Your objective — Would you retype every entry that follows without altering a word?

Working data —
pub(crate) fn collect_variable_names(selections: &[Selection], out: &mut IndexSet<String>) {
    for selection in selections {
        match selection {
            Selection::Field(field) => {
                for argument in &field.arguments {
                    collect_value_variables(&argument.value, out);
                }
                for directive in field.directives.iter() {
                    for argument in &directive.arguments {
                        collect_value_variables(&argument.value, out);
                    }
                }
                collect_variable_names(&field.selection_set.selections, out);
            }
            Selection::InlineFragment(fragment) => {
                for directive in fragment.directives.iter() {
                    for argument in &directive.arguments {
                        collect_value_variables(&argument.value, out);
                    }
                }
                collect_variable_names(&fragment.selection_set.selections, out);
            }
            Selection::FragmentSpread(spread) => {
                for directive in spread.directives.iter() {
                    for argument in &directive.arguments {
                        collect_value_variables(&argument.value, out);
                    }
                }
            }
        }
    }
}

fn collect_value_variables(value: &ast::Value, out: &mut IndexSet<String>) {
    match value {
        ast::Value::Variable(name) => {
            out.insert(name.to_string());
        }
        ast::Value::List(items) => {
            for item in items {
                collect_value_variables(item, out);
            }
        }
        ast::Value::Object(fields) => {
            for (_, item) in fields {
                collect_value_variables(item, out);
            }
        }
        _ => {}
    }
}

#[cfg(test)]
mod tests {
    use pretty_assertions::assert_eq;
    use serde_json_bytes::json;

    use super::*;
    use crate::normalize::normalize;
    use crate::test_support::test_context;

    fn seeded_state(query: &str, data: Value, caller_key: &str) -> CacheState {
        let ctx = test_context(query, json!({}));
        let normalized = normalize(&ctx, &data).unwrap();
        let mut state = CacheState::default();
        state.entities = normalized.entities;
        state.result.insert(caller_key.to_string(), normalized.result);
        state
    }

    #[test]
    fn fully_local_query_minimizes_to_nothing() {
        let query = r#"{ user(id: "u1") { id name } }"#;
        let state = seeded_state(query, json!({"user": {"id": "u1", "name": "Ada"}}), "c");
        let ctx = test_context(query, json!({}));
        assert!(minimize(&ctx, &state, "c").unwrap().is_none());
    }

    /// The sole surviving field of the sole surviving top-level selection.
    fn single_survivor(minimized: &MinimizedQuery) -> (String, Vec<String>) {
        let operation = minimized.document.operations.get(None).unwrap();
        assert_eq!(operation.selection_set.selections.len(), 1);
        let field = operation.selection_set.selections[0].as_field().unwrap();
        let subfields = field
            .selection_set
            .selections
            .iter()
            .flat_map(|selection| match selection {
                Selection::Field(sub) => vec![sub.name.to_string()],
                Selection::InlineFragment(fragment) => fragment
                    .selection_set
                    .selections
                    .iter()
                    .filter_map(|s| s.as_field().map(|f| f.name.to_string()))
                    .collect(),
                Selection::FragmentSpread(_) => vec![],
            })
            .collect();
        (field.name.to_string(), subfields)
    }

    #[test]
    fn asks_only_for_the_missing_field() {
        let state = seeded_state(
            r#"{ user(id: "u1") { id name } }"#,
            json!({"user": {"id": "u1", "name": "Ada"}}),
            "c",
        );
        let ctx = test_context(r#"{ user(id: "u1") { id name email } }"#, json!({}));
        let minimized = minimize(&ctx, &state, "c").unwrap().unwrap();
        let (field, subfields) = single_survivor(&minimized);
        assert_eq!(field, "user");
        assert_eq!(subfields, vec!["email".to_string()]);
        assert!(!minimized.backward);
    }

    #[test]
    fn cold_caller_keeps_the_whole_query_and_its_variables() {
        let ctx = test_context(
            "query ($id: ID!, $unused: Int) { user(id: $id) { id name posts(first: $unused) { id } } }",
            json!({"id": "u1"}),
        );
        let minimized = minimize(&ctx, &CacheState::default(), "c").unwrap().unwrap();
        assert!(minimized.query.contains("$id"));
        assert!(minimized.variable_names.contains("id"));
        assert!(minimized.variable_names.contains("unused"));
    }

    #[test]
    fn unreferenced_variables_are_pruned() {
        let state = seeded_state(
            r#"{ user(id: "u1") { id posts(first: 2) { id title } } }"#,
            json!({"user": {"id": "u1", "posts": [
                {"id": "p1", "title": "One"},
                {"id": "p2", "title": "Two"},
            ]}}),
            "c",
        );
        // `$n` only feeds the satisfied posts window; `email` is the only survivor.
        let ctx = test_context(
            r#"query ($n: Int) { user(id: "u1") { id email posts(first: $n) { id title } } }"#,
            json!({"n": 2}),
        );
        let minimized = minimize(&ctx, &state, "c").unwrap().unwrap();
        let (field, subfields) = single_survivor(&minimized);
        assert_eq!(field, "user");
        assert_eq!(subfields, vec!["email".to_string()]);
        assert!(minimized.variable_names.is_empty());
        assert!(!minimized.query.contains("$n"));
    }

    #[test]
    fn short_window_is_rewritten_to_the_missing_slice() {
        let state = seeded_state(
            r#"{ user(id: "u1") { id posts(first: 2) { id title cursor } } }"#,
            json!({"user": {"id": "u1", "posts": [
                {"id": "p1", "title": "One", "cursor": "c1"},
                {"id": "p2", "title": "Two", "cursor": "c2"},
            ]}}),
            "c",
        );
        let ctx = test_context(
            r#"{ user(id: "u1") { id posts(first: 5) { id title cursor } } }"#,
            json!({}),
        );
        let minimized = minimize(&ctx, &state, "c").unwrap().unwrap();
        let operation = minimized.document.operations.get(None).unwrap();
        let user = operation.selection_set.selections[0].as_field().unwrap();
        let posts = user.selection_set.selections[0].as_field().unwrap();
        assert_eq!(posts.name.as_str(), "posts");
        let window = ctx.field_window(posts);
        assert_eq!(window.first, Some(3));
        assert_eq!(window.after.as_deref(), Some("c2"));
        assert!(!minimized.backward);
    }

    #[test]
    fn backward_window_prefers_last_and_before() {
        let state = seeded_state(
            r#"{ user(id: "u1") { id posts(last: 1) { id cursor } } }"#,
            json!({"user": {"id": "u1", "posts": [
                {"id": "p9", "cursor": "c9"},
            ]}}),
            "c",
        );
        let ctx = test_context(
            r#"{ user(id: "u1") { id posts(last: 3) { id cursor } } }"#,
            json!({}),
        );
        let minimized = minimize(&ctx, &state, "c").unwrap().unwrap();
        let operation = minimized.document.operations.get(None).unwrap();
        let user = operation.selection_set.selections[0].as_field().unwrap();
        let posts = user.selection_set.selections[0].as_field().unwrap();
        let window = ctx.field_window(posts);
        assert_eq!(window.last, Some(2));
        assert_eq!(window.before.as_deref(), Some("c9"));
        assert!(minimized.backward);
    }

    #[test]
    fn fragment_spreads_survive_as_inline_fragments() {
        let state = seeded_state(
            r#"{ user(id: "u1") { id name } }"#,
            json!({"user": {"id": "u1", "name": "Ada"}}),
            "c",
        );
        let ctx = test_context(
            r#"{ user(id: "u1") { id ...details } } fragment details on User { name email }"#,
            json!({}),
        );
        let minimized = minimize(&ctx, &state, "c").unwrap().unwrap();
        let (field, subfields) = single_survivor(&minimized);
        assert_eq!(field, "user");
        assert_eq!(subfields, vec!["email".to_string()]);
        // The spread was inlined; no fragment definitions survive.
        assert!(minimized.document.fragments.is_empty());
        assert!(!minimized.query.contains("fragment"));
    }
}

Answer box —
pub(crate) fn collect_variable_names(selections: &[Selection], out: &mut IndexSet<String>) {
    for selection in selections {
        match selection {
            Selection::Field(field) => {
                for argument in &field.arguments {
                    collect_value_variables(&argument.value, out);
                }
                for directive in field.directives.iter() {
                    for argument in &directive.arguments {
                        collect_value_variables(&argument.value, out);
                    }
                }
                collect_variable_names(&field.selection_set.selections, out);
            }
            Selection::InlineFragment(fragment) => {
                for directive in fragment.directives.iter() {
                    for argument in &directive.arguments {
                        collect_value_variables(&argument.value, out);
                    }
                }
                collect_variable_names(&fragment.selection_set.selections, out);
            }
            Selection::FragmentSpread(spread) => {
                for directive in spread.directives.iter() {
                    for argument in &directive.arguments {
                        collect_value_variables(&argument.value, out);
                    }
                }
            }
        }
    }
}

fn collect_value_variables(value: &ast::Value, out: &mut IndexSet<String>) {
    match value {
        ast::Value::Variable(name) => {
            out.insert(name.to_string());
        }
        ast::Value::List(items) => {
            for item in items {
                collect_value_variables(item, out);
            }
        }
        ast::Value::Object(fields) => {
            for (_, item) in fields {
                collect_value_variables(item, out);
            }
        }
        _ => {}
    }
}

#[cfg(test)]
mod tests {
    use pretty_assertions::assert_eq;
    use serde_json_bytes::json;

    use super::*;
    use crate::normalize::normalize;
    use crate::test_support::test_context;

    fn seeded_state(query: &str, data: Value, caller_key: &str) -> CacheState {
        let ctx = test_context(query, json!({}));
        let normalized = normalize(&ctx, &data).unwrap();
        let mut state = CacheState::default();
        state.entities = normalized.entities;
        state.result.insert(caller_key.to_string(), normalized.result);
        state
    }

    #[test]
    fn fully_local_query_minimizes_to_nothing() {
        let query = r#"{ user(id: "u1") { id name } }"#;
        let state = seeded_state(query, json!({"user": {"id": "u1", "name": "Ada"}}), "c");
        let ctx = test_context(query, json!({}));
        assert!(minimize(&ctx, &state, "c").unwrap().is_none());
    }

    /// The sole surviving field of the sole surviving top-level selection.
    fn single_survivor(minimized: &MinimizedQuery) -> (String, Vec<String>) {
        let operation = minimized.document.operations.get(None).unwrap();
        assert_eq!(operation.selection_set.selections.len(), 1);
        let field = operation.selection_set.selections[0].as_field().unwrap();
        let subfields = field
            .selection_set
            .selections
            .iter()
            .flat_map(|selection| match selection {
                Selection::Field(sub) => vec![sub.name.to_string()],
                Selection::InlineFragment(fragment) => fragment
                    .selection_set
                    .selections
                    .iter()
                    .filter_map(|s| s.as_field().map(|f| f.name.to_string()))
                    .collect(),
                Selection::FragmentSpread(_) => vec![],
            })
            .collect();
        (field.name.to_string(), subfields)
    }

    #[test]
    fn asks_only_for_the_missing_field() {
        let state = seeded_state(
            r#"{ user(id: "u1") { id name } }"#,
            json!({"user": {"id": "u1", "name": "Ada"}}),
            "c",
        );
        let ctx = test_context(r#"{ user(id: "u1") { id name email } }"#, json!({}));
        let minimized = minimize(&ctx, &state, "c").unwrap().unwrap();
        let (field, subfields) = single_survivor(&minimized);
        assert_eq!(field, "user");
        assert_eq!(subfields, vec!["email".to_string()]);
        assert!(!minimized.backward);
    }

    #[test]
    fn cold_caller_keeps_the_whole_query_and_its_variables() {
        let ctx = test_context(
            "query ($id: ID!, $unused: Int) { user(id: $id) { id name posts(first: $unused) { id } } }",
            json!({"id": "u1"}),
        );
        let minimized = minimize(&ctx, &CacheState::default(), "c").unwrap().unwrap();
        assert!(minimized.query.contains("$id"));
        assert!(minimized.variable_names.contains("id"));
        assert!(minimized.variable_names.contains("unused"));
    }

    #[test]
    fn unreferenced_variables_are_pruned() {
        let state = seeded_state(
            r#"{ user(id: "u1") { id posts(first: 2) { id title } } }"#,
            json!({"user": {"id": "u1", "posts": [
                {"id": "p1", "title": "One"},
                {"id": "p2", "title": "Two"},
            ]}}),
            "c",
        );
        // `$n` only feeds the satisfied posts window; `email` is the only survivor.
        let ctx = test_context(
            r#"query ($n: Int) { user(id: "u1") { id email posts(first: $n) { id title } } }"#,
            json!({"n": 2}),
        );
        let minimized = minimize(&ctx, &state, "c").unwrap().unwrap();
        let (field, subfields) = single_survivor(&minimized);
        assert_eq!(field, "user");
        assert_eq!(subfields, vec!["email".to_string()]);
        assert!(minimized.variable_names.is_empty());
        assert!(!minimized.query.contains("$n"));
    }

    #[test]
    fn short_window_is_rewritten_to_the_missing_slice() {
        let state = seeded_state(
            r#"{ user(id: "u1") { id posts(first: 2) { id title cursor } } }"#,
            json!({"user": {"id": "u1", "posts": [
                {"id": "p1", "title": "One", "cursor": "c1"},
                {"id": "p2", "title": "Two", "cursor": "c2"},
            ]}}),
            "c",
        );
        let ctx = test_context(
            r#"{ user(id: "u1") { id posts(first: 5) { id title cursor } } }"#,
            json!({}),
        );
        let minimized = minimize(&ctx, &state, "c").unwrap().unwrap();
        let operation = minimized.document.operations.get(None).unwrap();
        let user = operation.selection_set.selections[0].as_field().unwrap();
        let posts = user.selection_set.selections[0].as_field().unwrap();
        assert_eq!(posts.name.as_str(), "posts");
        let window = ctx.field_window(posts);
        assert_eq!(window.first, Some(3));
        assert_eq!(window.after.as_deref(), Some("c2"));
        assert!(!minimized.backward);
    }

    #[test]
    fn backward_window_prefers_last_and_before() {
        let state = seeded_state(
            r#"{ user(id: "u1") { id posts(last: 1) { id cursor } } }"#,
            json!({"user": {"id": "u1", "posts": [
                {"id": "p9", "cursor": "c9"},
            ]}}),
            "c",
        );
        let ctx = test_context(
            r#"{ user(id: "u1") { id posts(last: 3) { id cursor } } }"#,
            json!({}),
        );
        let minimized = minimize(&ctx, &state, "c").unwrap().unwrap();
        let operation = minimized.document.operations.get(None).unwrap();
        let user = operation.selection_set.selections[0].as_field().unwrap();
        let posts = user.selection_set.selections[0].as_field().unwrap();
        let window = ctx.field_window(posts);
        assert_eq!(window.last, Some(2));
        assert_eq!(window.before.as_deref(), Some("c9"));
        assert!(minimized.backward);
    }

    #[test]
    fn fragment_spreads_survive_as_inline_fragments() {
        let state = seeded_state(
            r#"{ user(id: "u1") { id name } }"#,
            json!({"user": {"id": "u1", "name": "Ada"}}),
            "c",
        );
        let ctx = test_context(
            r#"{ user(id: "u1") { id ...details } } fragment details on User { name email }"#,
            json!({}),
        );
        let minimized = minimize(&ctx, &state, "c").unwrap().unwrap();
        let (field, subfields) = single_survivor(&minimized);
        assert_eq!(field, "user");
        assert_eq!(subfields, vec!["email".to_string()]);
        // The spread was inlined; no fragment definitions survive.
        assert!(minimized.document.fragments.is_empty());
        assert!(!minimized.query.contains("fragment"));
    }
}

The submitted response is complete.